*INSTRUCTIONS FOR THE TASK*
All entries should be copied exactly, none left out.

[Stored data entries]
......

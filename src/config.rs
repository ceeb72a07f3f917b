use crate::abuse::AbuseConfig;
use crate::error::ThrottlerResult;
use crate::rate_limit_config::RateLimitConfig;
use crate::store::RedisStoreConfig;
use envconfig::Envconfig;
use std::net::SocketAddr;
use std::time::Duration;

#[derive(Debug, Envconfig, Clone)]
pub struct Config {
    /// Server bind address
    #[envconfig(from = "BIND_ADDR", default = "127.0.0.1:3000")]
    pub bind_addr: SocketAddr,

    /// `redis` or `memory`
    #[envconfig(from = "STORE_BACKEND", default = "redis")]
    pub store_backend: String,

    #[envconfig(from = "REDIS_HOST", default = "127.0.0.1")]
    pub redis_host: String,

    #[envconfig(from = "REDIS_PORT", default = "6379")]
    pub redis_port: u16,

    #[envconfig(from = "REDIS_PASSWORD")]
    pub redis_password: Option<String>,

    #[envconfig(from = "REDIS_DB", default = "0")]
    pub redis_db: i64,

    /// Connect and command deadline; a timeout counts as a store failure
    #[envconfig(from = "REDIS_TIMEOUT_MS", default = "1000")]
    pub redis_timeout_ms: u64,

    #[envconfig(from = "REDIS_KEY_PREFIX")]
    pub redis_key_prefix: Option<String>,

    #[envconfig(from = "LOG_LEVEL", default = "info")]
    pub log_level: String,

    /// Default per-IP window
    #[envconfig(from = "DEFAULT_WINDOW_MS", default = "60000")]
    pub default_window_ms: u64,

    #[envconfig(from = "DEFAULT_MAX_REQUESTS", default = "100")]
    pub default_max_requests: u32,

    #[envconfig(from = "EMAIL_WINDOW_MS", default = "3600000")]
    pub email_window_ms: u64,

    #[envconfig(from = "EMAIL_MAX_REQUESTS", default = "5")]
    pub email_max_requests: u32,

    #[envconfig(from = "ABUSE_THRESHOLD", default = "10")]
    pub abuse_threshold: u32,

    #[envconfig(from = "ABUSE_WINDOW_SECS", default = "300")]
    pub abuse_window_secs: u64,

    #[envconfig(from = "BLOCK_DURATION_SECS", default = "3600")]
    pub block_duration_secs: u64,

    /// IP block sweep interval in seconds
    #[envconfig(from = "SWEEP_INTERVAL_SECS", default = "60")]
    pub sweep_interval_secs: u64,

    /// JSON file of API keys for the `/v1` routes
    #[envconfig(from = "API_KEYS_PATH")]
    pub api_keys_path: Option<String>,
}

impl Config {
    /// Load configuration from environment variables
    pub fn from_env() -> Result<Self, envconfig::Error> {
        Config::init_from_env()
    }

    pub fn use_memory_store(&self) -> bool {
        self.store_backend.eq_ignore_ascii_case("memory")
    }

    pub fn redis(&self) -> RedisStoreConfig {
        RedisStoreConfig {
            host: self.redis_host.clone(),
            port: self.redis_port,
            password: self.redis_password.clone(),
            key_prefix: self.redis_key_prefix.clone(),
            db: self.redis_db,
            timeout: Duration::from_millis(self.redis_timeout_ms),
        }
    }

    pub fn abuse(&self) -> AbuseConfig {
        AbuseConfig {
            threshold: self.abuse_threshold,
            window: Duration::from_secs(self.abuse_window_secs),
            block_duration: Duration::from_secs(self.block_duration_secs),
            sweep_interval: Duration::from_secs(self.sweep_interval_secs),
        }
    }

    pub fn default_limit(&self) -> ThrottlerResult<RateLimitConfig> {
        RateLimitConfig::from_millis(self.default_window_ms, self.default_max_requests)
    }

    pub fn email_limit(&self) -> ThrottlerResult<RateLimitConfig> {
        Ok(
            RateLimitConfig::from_millis(self.email_window_ms, self.email_max_requests)?
                .with_message("Too many requests for this email address, please try again later."),
        )
    }
}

......

*ANSWER*
filename src/config.rs
repository ceeb72a07f3f917b
use crate::abuse::AbuseConfig;
use crate::error::ThrottlerResult;
use crate::rate_limit_config::RateLimitConfig;
use crate::store::RedisStoreConfig;
use envconfig::Envconfig;
use std::net::SocketAddr;
use std::time::Duration;

#[derive(Debug, Envconfig, Clone)]
pub struct Config {
    /// Server bind address
    #[envconfig(from = "BIND_ADDR", default = "127.0.0.1:3000")]
    pub bind_addr: SocketAddr,

    /// `redis` or `memory`
    #[envconfig(from = "STORE_BACKEND", default = "redis")]
    pub store_backend: String,

    #[envconfig(from = "REDIS_HOST", default = "127.0.0.1")]
    pub redis_host: String,

    #[envconfig(from = "REDIS_PORT", default = "6379")]
    pub redis_port: u16,

    #[envconfig(from = "REDIS_PASSWORD")]
    pub redis_password: Option<String>,

    #[envconfig(from = "REDIS_DB", default = "0")]
    pub redis_db: i64,

    /// Connect and command deadline; a timeout counts as a store failure
    #[envconfig(from = "REDIS_TIMEOUT_MS", default = "1000")]
    pub redis_timeout_ms: u64,

    #[envconfig(from = "REDIS_KEY_PREFIX")]
    pub redis_key_prefix: Option<String>,

    #[envconfig(from = "LOG_LEVEL", default = "info")]
    pub log_level: String,

    /// Default per-IP window
    #[envconfig(from = "DEFAULT_WINDOW_MS", default = "60000")]
    pub default_window_ms: u64,

    #[envconfig(from = "DEFAULT_MAX_REQUESTS", default = "100")]
    pub default_max_requests: u32,

    #[envconfig(from = "EMAIL_WINDOW_MS", default = "3600000")]
    pub email_window_ms: u64,

    #[envconfig(from = "EMAIL_MAX_REQUESTS", default = "5")]
    pub email_max_requests: u32,

    #[envconfig(from = "ABUSE_THRESHOLD", default = "10")]
    pub abuse_threshold: u32,

    #[envconfig(from = "ABUSE_WINDOW_SECS", default = "300")]
    pub abuse_window_secs: u64,

    #[envconfig(from = "BLOCK_DURATION_SECS", default = "3600")]
    pub block_duration_secs: u64,

    /// IP block sweep interval in seconds
    #[envconfig(from = "SWEEP_INTERVAL_SECS", default = "60")]
    pub sweep_interval_secs: u64,

    /// JSON file of API keys for the `/v1` routes
    #[envconfig(from = "API_KEYS_PATH")]
    pub api_keys_path: Option<String>,
}

impl Config {
    /// Load configuration from environment variables
    pub fn from_env() -> Result<Self, envconfig::Error> {
        Config::init_from_env()
    }

    pub fn use_memory_store(&self) -> bool {
        self.store_backend.eq_ignore_ascii_case("memory")
    }

    pub fn redis(&self) -> RedisStoreConfig {
        RedisStoreConfig {
            host: self.redis_host.clone(),
            port: self.redis_port,
            password: self.redis_password.clone(),
            key_prefix: self.redis_key_prefix.clone(),
            db: self.redis_db,
            timeout: Duration::from_millis(self.redis_timeout_ms),
        }
    }

    pub fn abuse(&self) -> AbuseConfig {
        AbuseConfig {
            threshold: self.abuse_threshold,
            window: Duration::from_secs(self.abuse_window_secs),
            block_duration: Duration::from_secs(self.block_duration_secs),
            sweep_interval: Duration::from_secs(self.sweep_interval_secs),
        }
    }

    pub fn default_limit(&self) -> ThrottlerResult<RateLimitConfig> {
        RateLimitConfig::from_millis(self.default_window_ms, self.default_max_requests)
    }

    pub fn email_limit(&self) -> ThrottlerResult<RateLimitConfig> {
        Ok(
            RateLimitConfig::from_millis(self.email_window_ms, self.email_max_requests)?
                .with_message("Too many requests for this email address, please try again later."),
        )
    }
}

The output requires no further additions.